First of all, my thanks to you dlog and those others who continue to keep this alive. I've been lurking a while but this is my first post on the new board.
I thought I would share the following letter I sent to Chris yesterday. I am not expecting a reply but found the process therapeutic at least!
Dear Chris,
I cannot begin to describe my disappointment in Vitesse, but more so my disappointment in you personally. We have spoken on several occasions and met face to face when you invited us into the plant, looked us in the eye and apparently sold us a bill of goods. I and many of my fellow investors put our trust in you and I now feel that trust was completely misplaced. When you were appointed CEO following the disgraceful departure of Lou, I immediately contacted engineers I knew who worked for Vitesse and the general consensus was (paraphrasing) “Oh Chris is a great guy, you can trust him. If he says it’s going to happen, it will happen”. This came from people who had worked for you directly. Notably and sadly, they have all now departed the company.
Your tenure has been a litany of disasters. Promises broken and targets missed:
• You have spent untold millions of company dollars reshaping the accounts in order, we were told, to meet SEC regulations.
• In the course of this you depleted cash reserves and apparently ignored the looming bondholder payment until it was too late.
• One of the prime options following the demise would have been to find a buyer. I cannot believe if any serious effort was made that a buyer could not have been found resulting in a deal more beneficial to shareholders than the eventual sellout to bondholders.
• Time and again deadlines have been set and subsequently missed. To compound the disastrous slide in equity value you devised a reverse split ostensibly to meet NASDAQ re-entry requirements. Despite numerous cries against this strategy and the fears expressed of a new shorting binge, you went ahead. As feared, our pre-split pps is now effectively 17 cents with no bottom in sight. Unless some miraculous rebound occurs we again will fail to comply with NASDAQ requirements.
• You have improved profitability but top line growth has been zero and in fact in decline for the past few years. Every week we hear of new product announcements, but who is selling these products?
• You are an engineer and, I’ve no doubt, a very good one, but engineers do not necessarily make good executives. In fact they seldom do and I am speaking as an EE running my own business. The slew of new products resulting from a large R & D budget but not apparently finding a ready market is symptomatic of this problem.
• Throughout much of this post-debacle period you have kept shareholders almost entirely in the dark. No annual meeting for three years and, when finally a meeting is held, it is a complete joke lasting perhaps 15 minutes.
• A small matter but for me perhaps the most troubling was the disclosure that our legal department is headed by none other than the person with whom you are cohabiting and that she has little or no legal qualification for the job and certainly insufficient to justify her compensation. Why is this so troubling? Because it is a conflict of interest and exposes an ethical flaw in your character.
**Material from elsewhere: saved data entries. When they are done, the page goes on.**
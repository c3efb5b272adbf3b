use axum::http::StatusCode;
use axum::response::{IntoResponse, Response};

/// Unmatched routes get a plain 404 with no body worth scraping.
pub async fn fallback_handler() -> Response {
    (StatusCode::NOT_FOUND, "not found").into_response()
}
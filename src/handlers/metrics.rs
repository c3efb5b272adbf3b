use axum::{
    extract::State,
    http::{HeaderMap, StatusCode},
    response::{IntoResponse, Response},
};
use std::sync::Arc;
use tracing::warn;

use crate::core::error::AdminError;
use crate::core::state::AppState;
use crate::utils::auth::verify_api_key;

/// GET /metrics
///
/// Text exposition of the request-path counters plus live cache gauges.
/// Reading drains the per-window `ann_*` counters.
pub async fn metrics_handler(
    State(state): State<Arc<AppState>>,
    headers: HeaderMap,
) -> Result<Response, AdminError> {
    let provided = headers
        .get("x-api-key")
        .and_then(|v| v.to_str().ok())
        .unwrap_or("");
    if !verify_api_key(provided, &state.config.store.api_key) {
        warn!("Unauthorized metrics access");
        return Err(AdminError::Unauthorized);
    }

    let tracker = &state.tracker;
    let snapshot = tracker.metrics.snapshot(
        tracker.swarms.len(),
        tracker.swarms.peer_count(),
        tracker.users.len(),
    );

    Ok((
        StatusCode::OK,
        [("Content-Type", "text/plain; version=0.0.4")],
        snapshot.render(),
    )
        .into_response())
}
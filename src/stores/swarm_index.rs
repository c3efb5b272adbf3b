use dashmap::DashMap;
use std::collections::hash_map::Entry;
use std::collections::HashMap;
use std::sync::atomic::{AtomicUsize, Ordering};
use std::sync::{Arc, RwLock};

use crate::db::{Store, StoreError, StoreResult};
use crate::models::peer::Peer;
use crate::models::torrent::Torrent;
use crate::proto::ids::{InfoHash, PeerID};
use crate::proto::response::PeerEndpoint;
use crate::utils::time::is_expired;

/// One torrent's live swarm: its metadata plus the peer set.
///
/// The peer map and the torrent meta each sit behind their own lock; when
/// both are needed the peer lock is always taken first. One announce holds
/// the peer write lock for the duration of its state update, which is what
/// serializes announces per (info_hash, peer_id).
pub struct Swarm {
    torrent: RwLock<Torrent>,
    peers: RwLock<HashMap<PeerID, Peer>>,
    /// Rotation cursor for fair peer selection.
    cursor: AtomicUsize,
}

/// Outcome of folding one announce into a swarm.
#[derive(Debug, Clone, Copy)]
pub struct PeerUpsert {
    pub created: bool,
    pub was_seeder: bool,
    pub is_seeder: bool,
    pub ul_delta: u64,
    pub dl_delta: u64,
}

impl Swarm {
    fn new(mut torrent: Torrent) -> Self {
        // In-memory counts restart from the live peer set, not stored values
        torrent.seeders = 0;
        torrent.leechers = 0;
        Self {
            torrent: RwLock::new(torrent),
            peers: RwLock::new(HashMap::new()),
            cursor: AtomicUsize::new(0),
        }
    }

    pub fn torrent(&self) -> Torrent {
        self.torrent.read().expect("torrent lock poisoned").clone()
    }

    pub fn with_torrent_mut<R>(&self, f: impl FnOnce(&mut Torrent) -> R) -> R {
        let mut torrent = self.torrent.write().expect("torrent lock poisoned");
        f(&mut torrent)
    }

    pub fn peer(&self, peer_id: &PeerID) -> Option<Peer> {
        self.peers
            .read()
            .expect("peer lock poisoned")
            .get(peer_id)
            .cloned()
    }

    pub fn peer_count(&self) -> usize {
        self.peers.read().expect("peer lock poisoned").len()
    }

    /// Current (seeders, leechers).
    pub fn counts(&self) -> (i32, i32) {
        let torrent = self.torrent.read().expect("torrent lock poisoned");
        (torrent.seeders, torrent.leechers)
    }

    /// Insert or update one peer under the swarm write lock. `create` builds
    /// the default peer for a first announce, `update` folds the announce in
    /// (returning byte deltas); seeder/leecher counts are adjusted here so
    /// they always equal the partition of the live peer set.
    pub fn upsert_peer(
        &self,
        peer_id: PeerID,
        create: impl FnOnce() -> Peer,
        update: impl FnOnce(&mut Peer) -> (u64, u64),
    ) -> PeerUpsert {
        let mut peers = self.peers.write().expect("peer lock poisoned");

        match peers.entry(peer_id) {
            Entry::Occupied(mut entry) => {
                let was_seeder = entry.get().is_seeder();
                let (ul_delta, dl_delta) = update(entry.get_mut());
                let is_seeder = entry.get().is_seeder();

                if was_seeder != is_seeder {
                    let mut torrent = self.torrent.write().expect("torrent lock poisoned");
                    if is_seeder {
                        torrent.leechers -= 1;
                        torrent.seeders += 1;
                    } else {
                        torrent.seeders -= 1;
                        torrent.leechers += 1;
                    }
                }

                PeerUpsert {
                    created: false,
                    was_seeder,
                    is_seeder,
                    ul_delta,
                    dl_delta,
                }
            }
            Entry::Vacant(entry) => {
                let mut peer = create();
                let (ul_delta, dl_delta) = update(&mut peer);
                let is_seeder = peer.is_seeder();
                entry.insert(peer);

                let mut torrent = self.torrent.write().expect("torrent lock poisoned");
                if is_seeder {
                    torrent.seeders += 1;
                } else {
                    torrent.leechers += 1;
                }

                PeerUpsert {
                    created: true,
                    was_seeder: false,
                    is_seeder,
                    ul_delta,
                    dl_delta,
                }
            }
        }
    }

    pub fn remove_peer(&self, peer_id: &PeerID) -> Option<Peer> {
        let mut peers = self.peers.write().expect("peer lock poisoned");
        let peer = peers.remove(peer_id)?;

        let mut torrent = self.torrent.write().expect("torrent lock poisoned");
        if peer.is_seeder() {
            torrent.seeders -= 1;
        } else {
            torrent.leechers -= 1;
        }

        Some(peer)
    }

    /// Pick up to `want` peers for a response.
    ///
    /// Skips the requester and port-0 entries; peers whose address family
    /// matches the client fill the list first. Selection rotates through the
    /// swarm with a per-swarm cursor so every peer gets handed out over
    /// successive announces; no capacity sort, no shuffle.
    pub fn select_peers(
        &self,
        want: usize,
        requester: &PeerID,
        client_v6: bool,
        ipv6_allowed: bool,
    ) -> Vec<PeerEndpoint> {
        if want == 0 {
            return Vec::new();
        }

        let peers = self.peers.read().expect("peer lock poisoned");

        let mut matching = Vec::new();
        let mut other = Vec::new();
        for peer in peers.values() {
            if peer.peer_id == *requester || peer.port == 0 {
                continue;
            }
            let v6 = peer.ip.is_ipv6();
            if v6 && !ipv6_allowed {
                continue;
            }
            let endpoint = PeerEndpoint {
                ip: peer.ip,
                port: peer.port,
            };
            if v6 == client_v6 {
                matching.push(endpoint);
            } else {
                other.push(endpoint);
            }
        }
        drop(peers);

        let offset = self.cursor.fetch_add(1, Ordering::Relaxed);
        let mut selected = Vec::with_capacity(want.min(matching.len() + other.len()));
        for pool in [matching, other] {
            if selected.len() >= want {
                break;
            }
            let len = pool.len();
            for i in 0..len {
                if selected.len() >= want {
                    break;
                }
                selected.push(pool[(offset + i) % len]);
            }
        }

        selected
    }

    /// Evict peers whose last announce is older than `ttl` seconds. Returns
    /// (evicted, seeders, leechers) with the counts after eviction.
    pub fn reap(&self, now: i64, ttl: i64) -> (usize, i32, i32) {
        let mut peers = self.peers.write().expect("peer lock poisoned");

        let mut evicted_seeders = 0;
        let mut evicted_leechers = 0;
        peers.retain(|_, peer| {
            if is_expired(peer.announce_last, ttl, now) {
                if peer.is_seeder() {
                    evicted_seeders += 1;
                } else {
                    evicted_leechers += 1;
                }
                false
            } else {
                true
            }
        });

        let mut torrent = self.torrent.write().expect("torrent lock poisoned");
        torrent.seeders -= evicted_seeders;
        torrent.leechers -= evicted_leechers;

        (
            (evicted_seeders + evicted_leechers) as usize,
            torrent.seeders,
            torrent.leechers,
        )
    }

}

/// The hot index mapping info hashes to live swarms.
///
/// The outer map is sharded (`DashMap`), so announces to known swarms only
/// contend on their own shard plus the one swarm's lock; swarm creation and
/// deletion are the only cross-swarm writes.
pub struct SwarmIndex {
    swarms: DashMap<InfoHash, Arc<Swarm>>,
    /// Single-flight guards so at most one store load runs per info hash.
    loading: DashMap<InfoHash, Arc<tokio::sync::Mutex<()>>>,
}

impl SwarmIndex {
    pub fn new() -> Self {
        Self {
            swarms: DashMap::new(),
            loading: DashMap::new(),
        }
    }

    pub fn get(&self, info_hash: &InfoHash) -> Option<Arc<Swarm>> {
        self.swarms.get(info_hash).map(|entry| Arc::clone(&entry))
    }

    pub fn insert(&self, torrent: Torrent) -> Arc<Swarm> {
        let swarm = Arc::new(Swarm::new(torrent.clone()));
        self.swarms.insert(torrent.info_hash, Arc::clone(&swarm));
        swarm
    }

    pub fn remove(&self, info_hash: &InfoHash) -> Option<Arc<Swarm>> {
        self.swarms.remove(info_hash).map(|(_, swarm)| swarm)
    }

    /// Resolve a swarm, loading the torrent from the store on first sight.
    ///
    /// With `auto_register` a hash the store has never seen is registered on
    /// the fly; otherwise unknown (and deleted) hashes come back `NotFound`.
    pub async fn get_or_load(
        &self,
        info_hash: &InfoHash,
        store: &dyn Store,
        auto_register: bool,
    ) -> StoreResult<Arc<Swarm>> {
        if let Some(swarm) = self.get(info_hash) {
            return Ok(swarm);
        }

        let guard = self
            .loading
            .entry(*info_hash)
            .or_insert_with(|| Arc::new(tokio::sync::Mutex::new(())))
            .clone();
        let _held = guard.lock().await;

        // A concurrent loader may have won while we waited
        if let Some(swarm) = self.get(info_hash) {
            self.loading.remove(info_hash);
            return Ok(swarm);
        }

        let torrent = match store.torrent_by_info_hash(info_hash, false).await {
            Ok(torrent) => torrent,
            Err(StoreError::NotFound) if auto_register => {
                // A soft-deleted torrent must stay hidden, not be re-registered
                if store.torrent_by_info_hash(info_hash, true).await.is_ok() {
                    self.loading.remove(info_hash);
                    return Err(StoreError::NotFound);
                }
                let torrent = Torrent::new(*info_hash, "");
                match store.torrent_add(torrent.clone()).await {
                    Ok(()) | Err(StoreError::Duplicate) => torrent,
                    Err(e) => {
                        self.loading.remove(info_hash);
                        return Err(e);
                    }
                }
            }
            Err(e) => {
                self.loading.remove(info_hash);
                return Err(e);
            }
        };

        let swarm = self.insert(torrent);
        self.loading.remove(info_hash);
        Ok(swarm)
    }

    pub fn len(&self) -> usize {
        self.swarms.len()
    }

    pub fn is_empty(&self) -> bool {
        self.swarms.is_empty()
    }

    pub fn peer_count(&self) -> usize {
        self.swarms
            .iter()
            .map(|entry| entry.value().peer_count())
            .sum()
    }

    /// Cheap (info_hash, seeders, leechers) read for metrics and the batch
    /// writer.
    pub fn snapshot_stats(&self) -> Vec<(InfoHash, i32, i32)> {
        self.swarms
            .iter()
            .map(|entry| {
                let (seeders, leechers) = entry.value().counts();
                (*entry.key(), seeders, leechers)
            })
            .collect()
    }

    /// Sweep every swarm, evicting stale peers. `on_swarm` fires for each
    /// swarm that lost peers. Yields between swarms so one sweep never
    /// blocks announces for longer than a single swarm's lock span.
    pub async fn reap(
        &self,
        now: i64,
        ttl: i64,
        mut on_swarm: impl FnMut(InfoHash, usize, i32, i32),
    ) -> usize {
        let hashes: Vec<InfoHash> = self.swarms.iter().map(|entry| *entry.key()).collect();

        let mut total = 0;
        for info_hash in hashes {
            if let Some(swarm) = self.get(&info_hash) {
                let (evicted, seeders, leechers) = swarm.reap(now, ttl);
                if evicted > 0 {
                    total += evicted;
                    on_swarm(info_hash, evicted, seeders, leechers);
                }
            }
            tokio::task::yield_now().await;
        }

        total
    }
}

impl Default for SwarmIndex {
    fn default() -> Self {
        Self::new()
    }
}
• In my opinion you have failed your fiduciary responsibilities to the shareholders and placed your own wellbeing above that of the shareholders.
Since the debacle I have been actively involved along with several other shareholders in running a discussion group and trying to fill an information and communication gap resulting from a totally inadequate investor relations department. You may have noticed our group has disappeared along with many shareholders who have given up on any hope of recouping their losses. A new forum has recently taken up the challenge but I don’t have the enthusiasm to contribute any more. I have lost about $200K as a result of this mess and some of my friends have lost many times this amount. Such a loss has seriously impacted my retirement account but I will survive. Many others who have graced our forum could not afford their losses and have suffered serious financial hardship, one at least I know has even lost his home.
I don’t know what to tell you Chris; I and most of my fellow shareholders have completely lost faith in your ability to run this company to the maximum benefit of the shareholders but worse we have lost the respect we had for your honesty and integrity. If you cannot bring yourself to resign as CEO and to put in place a leader with a strong marketing bias then I suggest the only alternative is to sell the company and its supposedly fine product line to the highest bidder.